■ ABOUT THIS EXERCISE ■
Exactly the lines from the opening of the records through the line containing "anybody when an" should be copied, with both included.

Stored data
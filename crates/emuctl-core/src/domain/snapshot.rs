//! Device-state snapshots and change detection.
//!
//! # Edge-triggered events (for beginners)
//!
//! The host only exposes a status table; it does not tell anybody when an
//! LED changes.  The poller therefore reads the table periodically and
//! compares it with the previous reading kept in a [`SnapshotStore`]:
//!
//! ```text
//!   previous  ──┐
//!               ├── diff ──▶ [!led hdd 0 read, !media cdrom 1 inserted]
//!   current   ──┘
//!   previous := current   (only the fields that were announced)
//! ```
//!
//! A slot that stays busy across many ticks produces exactly one event when
//! it starts and one when it stops.  The raw `active` / `write_active` flags
//! are compared, not the derived LED state, so dropping `active` while
//! `write_active` stays set is still announced.

use crate::domain::device::{DeviceClass, DeviceLayout, DeviceStateSource, DeviceStatus};
use crate::protocol::response::PushEvent;

/// The last observed status of every slot in a [`DeviceLayout`].
#[derive(Debug, Clone)]
pub struct SnapshotStore {
    /// One vector per class, indexed like `DeviceClass::ALL`.
    slots: Vec<Vec<DeviceStatus>>,
}

impl SnapshotStore {
    /// Takes the initial snapshot from the live host state, so that whatever
    /// is true at start-up is never reported as a change.
    pub fn capture<S>(layout: &DeviceLayout, source: &S) -> Self
    where
        S: DeviceStateSource + ?Sized,
    {
        let slots = DeviceClass::ALL
            .into_iter()
            .map(|class| {
                (0..layout.slots(class))
                    .map(|slot| source.device_status(class, slot))
                    .collect()
            })
            .collect();
        Self { slots }
    }

    /// The stored status of one slot, or `None` if the slot is out of range.
    pub fn get(&self, class: DeviceClass, slot: usize) -> Option<DeviceStatus> {
        self.slots[class_index(class)].get(slot).copied()
    }

    /// Reads every slot from `source` and returns an event for each
    /// difference; only the fields behind an emitted event are stored.
    ///
    /// LED events come first within a slot, then the media event; slots are
    /// visited in report order.  Media changes are only tracked for classes
    /// that carry media.
    pub fn refresh<S>(&mut self, source: &S) -> Vec<PushEvent>
    where
        S: DeviceStateSource + ?Sized,
    {
        let mut events = Vec::new();
        for class in DeviceClass::ALL {
            for (slot, previous) in self.slots[class_index(class)].iter_mut().enumerate() {
                let current = source.device_status(class, slot);

                if current.active != previous.active
                    || current.write_active != previous.write_active
                {
                    events.push(PushEvent::Led {
                        class,
                        slot,
                        state: current.led(),
                    });
                    previous.active = current.active;
                    previous.write_active = current.write_active;
                }
                if class.has_media() && current.empty != previous.empty {
                    events.push(PushEvent::Media {
                        class,
                        slot,
                        inserted: current.inserted(),
                    });
                    previous.empty = current.empty;
                }
            }
        }
        events
    }
}

// `DeviceClass` discriminants follow `DeviceClass::ALL`.
fn class_index(class: DeviceClass) -> usize {
    class as usize
}

/// Builds the full `status` report: one `!led` line per slot, a `!media`
/// line after it for media-carrying classes, then the pause flag.
///
/// The poller's change events use the same [`PushEvent`] rendering, so a
/// client sees identical text whether it asked or was told.
pub fn status_report<S>(layout: &DeviceLayout, source: &S, paused: bool) -> Vec<PushEvent>
where
    S: DeviceStateSource + ?Sized,
{
    let mut report = Vec::new();
    for (class, slot) in layout.all_slots() {
        let status = source.device_status(class, slot);
        report.push(PushEvent::Led {
            class,
            slot,
            state: status.led(),
        });
        if class.has_media() {
            report.push(PushEvent::Media {
                class,
                slot,
                inserted: status.inserted(),
            });
        }
    }
    report.push(PushEvent::Paused(paused));
    report
}

#[cfg(test)]
mod tests {
    use std::collections::HashMap;

    use super::*;
    use crate::domain::device::LedState;

    /// In-memory status table used as a test double for the host.
    #[derive(Default)]
    struct FakeTable {
        entries: HashMap<(DeviceClass, usize), DeviceStatus>,
    }

    impl FakeTable {
        fn set(&mut self, class: DeviceClass, slot: usize, status: DeviceStatus) {
            self.entries.insert((class, slot), status);
        }
    }

    impl DeviceStateSource for FakeTable {
        fn device_status(&self, class: DeviceClass, slot: usize) -> DeviceStatus {
            self.entries.get(&(class, slot)).copied().unwrap_or_default()
        }
    }

    fn small_layout() -> DeviceLayout {
        DeviceLayout {
            floppy: 1,
            cdrom: 2,
            hard_disk: 1,
            removable_disk: 0,
            magneto_optical: 0,
            network: 1,
            cartridge: 0,
        }
    }

    fn busy(write: bool) -> DeviceStatus {
        DeviceStatus {
            active: true,
            write_active: write,
            empty: false,
        }
    }

    #[test]
    fn test_capture_reflects_live_state_without_events() {
        // Arrange
        let mut table = FakeTable::default();
        table.set(DeviceClass::HardDisk, 0, busy(false));

        // Act
        let mut store = SnapshotStore::capture(&small_layout(), &table);
        let events = store.refresh(&table);

        // Assert
        assert_eq!(store.get(DeviceClass::HardDisk, 0), Some(busy(false)));
        assert!(events.is_empty(), "unchanged state must not emit events");
    }

    #[test]
    fn test_refresh_reports_each_transition_once() {
        // Arrange
        let mut table = FakeTable::default();
        let mut store = SnapshotStore::capture(&small_layout(), &table);

        // Act
        table.set(DeviceClass::HardDisk, 0, busy(false));
        let started = store.refresh(&table);
        let steady = store.refresh(&table);
        table.set(DeviceClass::HardDisk, 0, DeviceStatus::default());
        let stopped = store.refresh(&table);

        // Assert
        assert_eq!(
            started,
            [PushEvent::Led {
                class: DeviceClass::HardDisk,
                slot: 0,
                state: LedState::Read
            }]
        );
        assert!(steady.is_empty());
        assert_eq!(
            stopped,
            [PushEvent::Led {
                class: DeviceClass::HardDisk,
                slot: 0,
                state: LedState::Idle
            }]
        );
    }

    #[test]
    fn test_read_to_write_is_a_change() {
        // Arrange
        let mut table = FakeTable::default();
        table.set(DeviceClass::Floppy, 0, busy(false));
        let mut store = SnapshotStore::capture(&small_layout(), &table);

        // Act
        table.set(DeviceClass::Floppy, 0, busy(true));
        let events = store.refresh(&table);

        // Assert
        assert_eq!(
            events,
            [PushEvent::Led {
                class: DeviceClass::Floppy,
                slot: 0,
                state: LedState::Write
            }]
        );
    }

    #[test]
    fn test_active_drop_with_write_held_is_announced() {
        // Arrange
        let mut table = FakeTable::default();
        table.set(DeviceClass::HardDisk, 0, busy(true));
        let mut store = SnapshotStore::capture(&small_layout(), &table);

        // Act
        table.set(
            DeviceClass::HardDisk,
            0,
            DeviceStatus {
                active: false,
                write_active: true,
                empty: false,
            },
        );
        let events = store.refresh(&table);
        let steady = store.refresh(&table);

        // Assert
        assert_eq!(
            events,
            [PushEvent::Led {
                class: DeviceClass::HardDisk,
                slot: 0,
                state: LedState::Write
            }]
        );
        assert!(steady.is_empty());
        assert_eq!(
            store.get(DeviceClass::HardDisk, 0).map(|s| s.active),
            Some(false)
        );
    }

    #[test]
    fn test_empty_flag_not_stored_for_classes_without_media() {
        // Arrange
        let mut table = FakeTable::default();
        let mut store = SnapshotStore::capture(&small_layout(), &table);

        // Act
        table.set(
            DeviceClass::Network,
            0,
            DeviceStatus {
                empty: true,
                ..DeviceStatus::default()
            },
        );
        store.refresh(&table);

        // Assert
        assert_eq!(
            store.get(DeviceClass::Network, 0).map(|s| s.empty),
            Some(false)
        );
    }

    #[test]
    fn test_media_change_follows_led_change_in_same_slot() {
        // Arrange
        let mut table = FakeTable::default();
        table.set(
            DeviceClass::Cdrom,
            1,
            DeviceStatus {
                empty: true,
                ..DeviceStatus::default()
            },
        );
        let mut store = SnapshotStore::capture(&small_layout(), &table);

        // Act
        table.set(DeviceClass::Cdrom, 1, busy(false));
        let events = store.refresh(&table);

        // Assert
        assert_eq!(
            events,
            [
                PushEvent::Led {
                    class: DeviceClass::Cdrom,
                    slot: 1,
                    state: LedState::Read
                },
                PushEvent::Media {
                    class: DeviceClass::Cdrom,
                    slot: 1,
                    inserted: true
                },
            ]
        );
    }

    #[test]
    fn test_empty_flag_ignored_for_classes_without_media() {
        // Arrange
        let mut table = FakeTable::default();
        let mut store = SnapshotStore::capture(&small_layout(), &table);

        // Act
        table.set(
            DeviceClass::Network,
            0,
            DeviceStatus {
                empty: true,
                ..DeviceStatus::default()
            },
        );
        let events = store.refresh(&table);

        // Assert
        assert!(events.is_empty());
    }

    #[test]
    fn test_status_report_order_and_shape() {
        // Arrange
        let mut table = FakeTable::default();
        table.set(DeviceClass::Cdrom, 0, busy(true));

        // Act
        let lines: Vec<String> = status_report(&small_layout(), &table, true)
            .iter()
            .map(ToString::to_string)
            .collect();

        // Assert
        assert_eq!(
            lines,
            [
                "!led fdd 0 idle",
                "!media fdd 0 inserted",
                "!led cdrom 0 write",
                "!media cdrom 0 inserted",
                "!led cdrom 1 idle",
                "!media cdrom 1 inserted",
                "!led hdd 0 idle",
                "!led net 0 idle",
                "!paused 1",
            ]
        );
    }

    #[test]
    fn test_get_out_of_range_slot_is_none() {
        let store = SnapshotStore::capture(&small_layout(), &FakeTable::default());

        assert_eq!(store.get(DeviceClass::Floppy, 5), None);
        assert_eq!(store.get(DeviceClass::RemovableDisk, 0), None);
    }
}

■ RESPONSE AREA ■
filename crates/emuctl-core/src/domain/snapshot.rs
//! Device-state snapshots and change detection.
//!
//! # Edge-triggered events (for beginners)
//!
//! The host only exposes a status table; it does not tell anybody when an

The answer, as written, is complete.